Task instructions: If a line in the data below contains "listener", copy it.

(Saved data entries)

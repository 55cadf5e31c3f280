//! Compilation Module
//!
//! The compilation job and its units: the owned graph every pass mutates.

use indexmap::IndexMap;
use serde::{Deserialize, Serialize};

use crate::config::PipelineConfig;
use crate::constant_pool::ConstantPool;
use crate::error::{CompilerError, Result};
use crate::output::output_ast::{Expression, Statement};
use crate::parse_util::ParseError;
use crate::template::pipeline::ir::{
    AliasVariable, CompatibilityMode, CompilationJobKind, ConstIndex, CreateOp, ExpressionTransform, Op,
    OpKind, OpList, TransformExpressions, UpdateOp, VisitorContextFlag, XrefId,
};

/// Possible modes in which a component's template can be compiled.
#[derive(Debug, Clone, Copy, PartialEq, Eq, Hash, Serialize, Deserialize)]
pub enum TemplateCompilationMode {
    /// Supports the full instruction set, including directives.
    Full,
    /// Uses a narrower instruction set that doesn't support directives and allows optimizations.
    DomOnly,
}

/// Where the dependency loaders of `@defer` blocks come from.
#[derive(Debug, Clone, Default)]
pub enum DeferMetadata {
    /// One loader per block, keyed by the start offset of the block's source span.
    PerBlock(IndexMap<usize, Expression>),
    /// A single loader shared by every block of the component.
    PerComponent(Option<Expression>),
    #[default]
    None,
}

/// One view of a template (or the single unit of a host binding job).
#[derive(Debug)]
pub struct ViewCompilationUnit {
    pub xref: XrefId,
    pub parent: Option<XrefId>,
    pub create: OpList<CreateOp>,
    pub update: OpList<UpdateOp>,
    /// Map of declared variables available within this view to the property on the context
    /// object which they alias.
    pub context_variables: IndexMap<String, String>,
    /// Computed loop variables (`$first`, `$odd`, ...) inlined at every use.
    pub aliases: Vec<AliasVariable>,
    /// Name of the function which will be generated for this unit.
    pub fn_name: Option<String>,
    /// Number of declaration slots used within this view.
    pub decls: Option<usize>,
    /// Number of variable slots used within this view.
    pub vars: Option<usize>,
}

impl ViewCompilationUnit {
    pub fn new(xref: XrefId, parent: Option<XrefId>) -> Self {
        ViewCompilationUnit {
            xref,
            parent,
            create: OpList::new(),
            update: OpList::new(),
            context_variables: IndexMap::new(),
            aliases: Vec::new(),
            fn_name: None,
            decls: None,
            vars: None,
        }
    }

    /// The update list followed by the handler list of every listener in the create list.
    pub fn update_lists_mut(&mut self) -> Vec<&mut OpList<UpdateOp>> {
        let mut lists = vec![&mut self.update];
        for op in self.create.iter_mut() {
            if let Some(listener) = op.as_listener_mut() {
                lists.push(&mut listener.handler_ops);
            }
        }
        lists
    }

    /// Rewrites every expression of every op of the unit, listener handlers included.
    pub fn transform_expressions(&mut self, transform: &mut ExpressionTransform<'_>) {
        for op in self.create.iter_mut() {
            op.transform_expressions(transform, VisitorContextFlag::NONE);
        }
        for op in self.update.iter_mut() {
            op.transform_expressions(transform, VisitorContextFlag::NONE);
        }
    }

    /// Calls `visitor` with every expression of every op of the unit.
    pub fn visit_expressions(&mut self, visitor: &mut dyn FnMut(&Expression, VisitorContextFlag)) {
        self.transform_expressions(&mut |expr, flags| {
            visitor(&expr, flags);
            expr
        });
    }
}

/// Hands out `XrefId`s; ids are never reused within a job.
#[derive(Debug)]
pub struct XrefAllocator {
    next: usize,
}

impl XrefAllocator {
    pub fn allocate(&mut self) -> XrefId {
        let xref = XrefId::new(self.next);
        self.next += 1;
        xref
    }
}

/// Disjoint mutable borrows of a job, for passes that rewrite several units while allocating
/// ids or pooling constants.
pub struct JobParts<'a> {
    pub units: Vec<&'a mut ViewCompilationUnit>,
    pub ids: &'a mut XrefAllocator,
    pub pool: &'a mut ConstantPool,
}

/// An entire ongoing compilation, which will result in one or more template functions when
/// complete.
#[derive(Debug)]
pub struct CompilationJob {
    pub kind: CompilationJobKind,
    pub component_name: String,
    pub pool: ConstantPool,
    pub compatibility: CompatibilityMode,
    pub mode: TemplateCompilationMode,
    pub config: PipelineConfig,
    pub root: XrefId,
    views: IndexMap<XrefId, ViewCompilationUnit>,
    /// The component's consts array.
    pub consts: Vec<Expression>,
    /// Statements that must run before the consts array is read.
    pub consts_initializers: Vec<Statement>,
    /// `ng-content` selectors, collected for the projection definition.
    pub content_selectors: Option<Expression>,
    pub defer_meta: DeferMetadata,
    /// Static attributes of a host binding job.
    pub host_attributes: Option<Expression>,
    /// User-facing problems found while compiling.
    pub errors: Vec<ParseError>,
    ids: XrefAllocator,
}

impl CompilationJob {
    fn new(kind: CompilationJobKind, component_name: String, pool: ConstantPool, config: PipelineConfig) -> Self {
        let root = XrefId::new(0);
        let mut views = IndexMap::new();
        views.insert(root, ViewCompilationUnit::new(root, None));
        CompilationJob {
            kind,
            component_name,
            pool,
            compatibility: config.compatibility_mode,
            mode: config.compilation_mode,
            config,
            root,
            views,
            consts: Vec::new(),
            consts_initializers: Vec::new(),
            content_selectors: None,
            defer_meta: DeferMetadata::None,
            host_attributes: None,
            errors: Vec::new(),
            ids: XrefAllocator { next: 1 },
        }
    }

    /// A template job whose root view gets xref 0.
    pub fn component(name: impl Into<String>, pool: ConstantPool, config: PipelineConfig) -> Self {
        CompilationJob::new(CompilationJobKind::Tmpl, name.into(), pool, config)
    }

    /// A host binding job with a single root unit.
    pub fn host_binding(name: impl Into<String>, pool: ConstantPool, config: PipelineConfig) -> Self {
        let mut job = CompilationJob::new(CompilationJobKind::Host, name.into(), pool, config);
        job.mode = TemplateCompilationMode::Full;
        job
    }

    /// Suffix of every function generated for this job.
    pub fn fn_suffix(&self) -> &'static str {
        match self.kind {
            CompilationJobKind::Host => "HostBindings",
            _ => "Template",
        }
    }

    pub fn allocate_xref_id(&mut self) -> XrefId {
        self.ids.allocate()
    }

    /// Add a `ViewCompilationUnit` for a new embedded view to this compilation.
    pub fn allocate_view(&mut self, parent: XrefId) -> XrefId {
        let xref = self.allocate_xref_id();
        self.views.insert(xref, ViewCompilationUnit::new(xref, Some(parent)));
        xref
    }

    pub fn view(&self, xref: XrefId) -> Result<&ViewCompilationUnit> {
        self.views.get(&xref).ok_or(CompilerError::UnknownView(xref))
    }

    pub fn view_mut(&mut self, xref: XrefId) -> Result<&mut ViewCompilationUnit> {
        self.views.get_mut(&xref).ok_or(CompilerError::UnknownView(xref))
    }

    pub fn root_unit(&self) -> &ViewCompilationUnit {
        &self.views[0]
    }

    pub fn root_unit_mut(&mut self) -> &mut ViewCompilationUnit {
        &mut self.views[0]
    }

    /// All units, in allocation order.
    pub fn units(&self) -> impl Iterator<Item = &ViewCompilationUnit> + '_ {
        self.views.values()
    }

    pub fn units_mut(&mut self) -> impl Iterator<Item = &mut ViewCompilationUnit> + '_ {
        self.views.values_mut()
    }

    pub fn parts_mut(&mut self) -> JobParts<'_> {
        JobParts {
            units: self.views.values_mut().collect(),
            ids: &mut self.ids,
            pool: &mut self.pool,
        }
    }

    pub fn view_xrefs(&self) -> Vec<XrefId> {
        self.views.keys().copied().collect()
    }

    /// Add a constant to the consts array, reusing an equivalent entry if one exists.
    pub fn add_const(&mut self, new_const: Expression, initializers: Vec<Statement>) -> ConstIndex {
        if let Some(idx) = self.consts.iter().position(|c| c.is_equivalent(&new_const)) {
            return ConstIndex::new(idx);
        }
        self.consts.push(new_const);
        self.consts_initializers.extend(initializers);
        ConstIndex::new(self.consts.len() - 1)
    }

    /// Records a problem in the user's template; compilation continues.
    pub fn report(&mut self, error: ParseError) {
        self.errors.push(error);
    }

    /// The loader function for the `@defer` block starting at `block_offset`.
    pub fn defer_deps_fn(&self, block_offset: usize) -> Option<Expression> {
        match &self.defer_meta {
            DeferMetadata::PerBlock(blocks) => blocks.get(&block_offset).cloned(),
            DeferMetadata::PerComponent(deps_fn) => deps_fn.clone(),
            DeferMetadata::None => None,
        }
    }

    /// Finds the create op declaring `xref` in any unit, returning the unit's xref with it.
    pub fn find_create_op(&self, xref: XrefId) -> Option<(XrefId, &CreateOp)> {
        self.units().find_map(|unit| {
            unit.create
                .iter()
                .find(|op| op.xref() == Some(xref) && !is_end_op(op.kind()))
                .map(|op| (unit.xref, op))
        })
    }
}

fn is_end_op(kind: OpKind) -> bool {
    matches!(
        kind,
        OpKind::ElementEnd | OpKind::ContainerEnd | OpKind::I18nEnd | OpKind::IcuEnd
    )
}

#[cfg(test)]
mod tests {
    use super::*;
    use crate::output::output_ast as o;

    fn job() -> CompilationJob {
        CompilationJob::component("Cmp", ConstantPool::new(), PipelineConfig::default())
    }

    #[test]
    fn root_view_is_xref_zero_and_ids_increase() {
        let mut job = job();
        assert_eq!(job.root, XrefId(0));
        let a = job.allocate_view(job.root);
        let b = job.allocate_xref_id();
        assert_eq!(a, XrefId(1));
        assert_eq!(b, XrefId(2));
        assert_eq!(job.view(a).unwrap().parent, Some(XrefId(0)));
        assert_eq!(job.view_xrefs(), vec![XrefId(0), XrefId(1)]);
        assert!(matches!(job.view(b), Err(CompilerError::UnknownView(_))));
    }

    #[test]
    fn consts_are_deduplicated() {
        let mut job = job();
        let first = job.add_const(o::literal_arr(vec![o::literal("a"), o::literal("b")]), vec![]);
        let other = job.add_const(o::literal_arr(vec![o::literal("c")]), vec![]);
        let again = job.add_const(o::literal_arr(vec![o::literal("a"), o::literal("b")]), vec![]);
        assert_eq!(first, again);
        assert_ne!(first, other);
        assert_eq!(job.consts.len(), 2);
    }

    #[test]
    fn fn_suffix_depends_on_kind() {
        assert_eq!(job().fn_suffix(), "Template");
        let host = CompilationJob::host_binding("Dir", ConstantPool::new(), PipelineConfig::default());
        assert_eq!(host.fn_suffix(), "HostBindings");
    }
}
...
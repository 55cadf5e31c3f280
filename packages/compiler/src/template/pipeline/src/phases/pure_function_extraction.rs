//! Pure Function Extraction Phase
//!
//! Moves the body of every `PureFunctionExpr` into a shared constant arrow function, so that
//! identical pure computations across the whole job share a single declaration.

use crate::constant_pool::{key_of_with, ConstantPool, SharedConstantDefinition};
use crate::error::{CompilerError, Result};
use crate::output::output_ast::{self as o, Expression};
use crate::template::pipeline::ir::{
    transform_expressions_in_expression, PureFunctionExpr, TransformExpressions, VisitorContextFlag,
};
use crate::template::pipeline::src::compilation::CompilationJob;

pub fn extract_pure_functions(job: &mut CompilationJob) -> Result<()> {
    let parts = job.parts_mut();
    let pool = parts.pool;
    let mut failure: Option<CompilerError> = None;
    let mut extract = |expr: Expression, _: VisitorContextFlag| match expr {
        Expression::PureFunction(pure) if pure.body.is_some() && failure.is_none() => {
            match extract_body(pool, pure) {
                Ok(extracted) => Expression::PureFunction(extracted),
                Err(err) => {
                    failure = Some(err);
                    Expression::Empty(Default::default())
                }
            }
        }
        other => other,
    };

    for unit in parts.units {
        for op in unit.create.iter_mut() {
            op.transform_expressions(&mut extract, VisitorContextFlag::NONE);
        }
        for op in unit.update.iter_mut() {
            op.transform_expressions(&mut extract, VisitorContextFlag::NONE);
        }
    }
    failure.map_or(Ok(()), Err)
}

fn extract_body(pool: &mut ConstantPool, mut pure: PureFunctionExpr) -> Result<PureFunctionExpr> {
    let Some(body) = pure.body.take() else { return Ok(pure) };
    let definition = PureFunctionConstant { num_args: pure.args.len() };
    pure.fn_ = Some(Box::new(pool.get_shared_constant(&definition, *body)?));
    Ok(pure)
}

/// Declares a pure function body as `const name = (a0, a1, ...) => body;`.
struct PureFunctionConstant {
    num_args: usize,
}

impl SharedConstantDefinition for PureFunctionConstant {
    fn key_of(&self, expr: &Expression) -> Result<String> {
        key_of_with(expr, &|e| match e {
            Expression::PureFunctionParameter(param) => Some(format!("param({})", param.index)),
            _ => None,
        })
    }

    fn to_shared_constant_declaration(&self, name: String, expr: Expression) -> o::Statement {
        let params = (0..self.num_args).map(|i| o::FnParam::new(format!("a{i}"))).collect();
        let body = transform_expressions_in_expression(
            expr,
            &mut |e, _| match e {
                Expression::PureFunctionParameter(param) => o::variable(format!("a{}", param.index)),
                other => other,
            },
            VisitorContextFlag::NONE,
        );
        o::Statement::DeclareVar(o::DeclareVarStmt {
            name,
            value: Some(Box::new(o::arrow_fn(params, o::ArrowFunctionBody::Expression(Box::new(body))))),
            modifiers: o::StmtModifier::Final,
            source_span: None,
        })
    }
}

Solution for this problem:
    /// The update list followed by the handler list of every listener in the create list.
            if let Some(listener) = op.as_listener_mut() {
                lists.push(&mut listener.handler_ops);
    /// Rewrites every expression of every op of the unit, listener handlers included.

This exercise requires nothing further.